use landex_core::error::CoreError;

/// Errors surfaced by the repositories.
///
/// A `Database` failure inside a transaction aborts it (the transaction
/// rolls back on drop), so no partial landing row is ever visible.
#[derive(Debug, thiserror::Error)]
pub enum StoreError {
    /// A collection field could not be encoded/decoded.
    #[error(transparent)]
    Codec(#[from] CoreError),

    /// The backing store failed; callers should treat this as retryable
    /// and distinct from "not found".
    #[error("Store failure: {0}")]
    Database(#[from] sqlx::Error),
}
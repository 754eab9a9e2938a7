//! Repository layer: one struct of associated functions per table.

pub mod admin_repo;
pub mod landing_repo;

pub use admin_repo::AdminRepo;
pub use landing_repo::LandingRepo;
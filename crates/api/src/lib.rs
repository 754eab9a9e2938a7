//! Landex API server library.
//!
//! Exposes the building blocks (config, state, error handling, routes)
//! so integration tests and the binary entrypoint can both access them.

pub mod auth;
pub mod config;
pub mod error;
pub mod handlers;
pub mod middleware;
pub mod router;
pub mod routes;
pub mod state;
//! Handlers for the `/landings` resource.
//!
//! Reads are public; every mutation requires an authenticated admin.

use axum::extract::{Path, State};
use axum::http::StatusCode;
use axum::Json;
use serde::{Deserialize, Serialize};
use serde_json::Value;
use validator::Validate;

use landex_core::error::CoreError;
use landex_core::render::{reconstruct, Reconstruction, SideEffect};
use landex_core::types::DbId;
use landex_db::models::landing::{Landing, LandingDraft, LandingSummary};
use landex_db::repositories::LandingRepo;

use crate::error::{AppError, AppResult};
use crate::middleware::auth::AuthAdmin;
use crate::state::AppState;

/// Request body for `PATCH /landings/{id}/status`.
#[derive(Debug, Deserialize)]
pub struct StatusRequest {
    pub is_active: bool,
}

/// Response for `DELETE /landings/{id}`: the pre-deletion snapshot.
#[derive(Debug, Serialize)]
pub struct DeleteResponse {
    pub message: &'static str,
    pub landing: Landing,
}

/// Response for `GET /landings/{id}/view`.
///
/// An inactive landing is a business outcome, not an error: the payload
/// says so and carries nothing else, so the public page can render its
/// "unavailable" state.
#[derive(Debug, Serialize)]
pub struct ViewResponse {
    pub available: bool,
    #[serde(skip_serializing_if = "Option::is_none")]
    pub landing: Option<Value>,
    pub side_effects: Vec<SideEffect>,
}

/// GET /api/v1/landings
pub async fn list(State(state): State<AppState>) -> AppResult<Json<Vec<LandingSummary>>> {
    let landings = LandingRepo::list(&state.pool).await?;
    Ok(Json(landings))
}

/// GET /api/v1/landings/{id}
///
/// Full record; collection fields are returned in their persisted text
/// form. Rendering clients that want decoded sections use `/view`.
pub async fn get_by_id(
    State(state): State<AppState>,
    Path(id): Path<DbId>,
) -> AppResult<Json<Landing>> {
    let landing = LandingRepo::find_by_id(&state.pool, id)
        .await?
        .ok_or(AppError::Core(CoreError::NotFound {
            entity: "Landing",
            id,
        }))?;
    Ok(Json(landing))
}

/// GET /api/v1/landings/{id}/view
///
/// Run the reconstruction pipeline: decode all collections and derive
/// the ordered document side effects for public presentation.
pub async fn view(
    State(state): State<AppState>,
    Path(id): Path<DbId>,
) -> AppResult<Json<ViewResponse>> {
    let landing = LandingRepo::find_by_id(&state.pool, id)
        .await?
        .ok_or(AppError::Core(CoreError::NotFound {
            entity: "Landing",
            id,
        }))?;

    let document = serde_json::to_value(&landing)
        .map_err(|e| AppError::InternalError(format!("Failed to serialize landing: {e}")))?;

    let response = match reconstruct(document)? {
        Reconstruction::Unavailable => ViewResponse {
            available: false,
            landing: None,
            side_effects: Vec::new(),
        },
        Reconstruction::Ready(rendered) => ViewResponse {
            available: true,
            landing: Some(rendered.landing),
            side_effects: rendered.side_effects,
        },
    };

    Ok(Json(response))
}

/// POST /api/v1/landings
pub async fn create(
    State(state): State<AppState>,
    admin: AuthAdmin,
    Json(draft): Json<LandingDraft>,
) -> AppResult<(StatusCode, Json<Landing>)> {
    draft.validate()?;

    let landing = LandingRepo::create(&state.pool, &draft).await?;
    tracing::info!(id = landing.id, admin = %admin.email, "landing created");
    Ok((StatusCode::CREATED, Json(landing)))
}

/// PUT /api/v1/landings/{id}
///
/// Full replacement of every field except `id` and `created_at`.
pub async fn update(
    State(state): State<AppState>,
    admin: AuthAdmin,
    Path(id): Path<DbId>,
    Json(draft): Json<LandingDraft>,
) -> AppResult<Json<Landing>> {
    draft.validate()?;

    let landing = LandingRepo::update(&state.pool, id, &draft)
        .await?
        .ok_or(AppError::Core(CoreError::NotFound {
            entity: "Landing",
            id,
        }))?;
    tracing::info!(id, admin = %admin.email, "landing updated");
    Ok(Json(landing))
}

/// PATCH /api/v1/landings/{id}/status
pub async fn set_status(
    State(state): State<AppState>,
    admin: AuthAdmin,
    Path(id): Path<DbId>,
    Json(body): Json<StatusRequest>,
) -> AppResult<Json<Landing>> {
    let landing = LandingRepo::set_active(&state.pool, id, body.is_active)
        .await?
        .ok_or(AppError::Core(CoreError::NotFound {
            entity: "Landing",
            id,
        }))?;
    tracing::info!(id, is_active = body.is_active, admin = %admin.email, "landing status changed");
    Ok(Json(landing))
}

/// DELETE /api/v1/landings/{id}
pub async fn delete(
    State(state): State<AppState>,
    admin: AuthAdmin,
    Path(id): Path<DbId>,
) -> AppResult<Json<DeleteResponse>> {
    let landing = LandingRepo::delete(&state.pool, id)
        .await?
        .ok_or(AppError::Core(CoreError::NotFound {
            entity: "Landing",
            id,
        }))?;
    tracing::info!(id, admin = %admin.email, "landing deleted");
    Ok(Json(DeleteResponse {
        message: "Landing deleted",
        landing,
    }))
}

........

How to complete this task :: In exact wording, restate the lines of the data above from the first through the one holding "not be encoded/decoded.", and stop after that line.

Exercise answer ::
use landex_core::error::CoreError;

/// Errors surfaced by the repositories.
///
/// A `Database` failure inside a transaction aborts it (the transaction
/// rolls back on drop), so no partial landing row is ever visible.
#[derive(Debug, thiserror::Error)]
pub enum StoreError {
    /// A collection field could not be encoded/decoded.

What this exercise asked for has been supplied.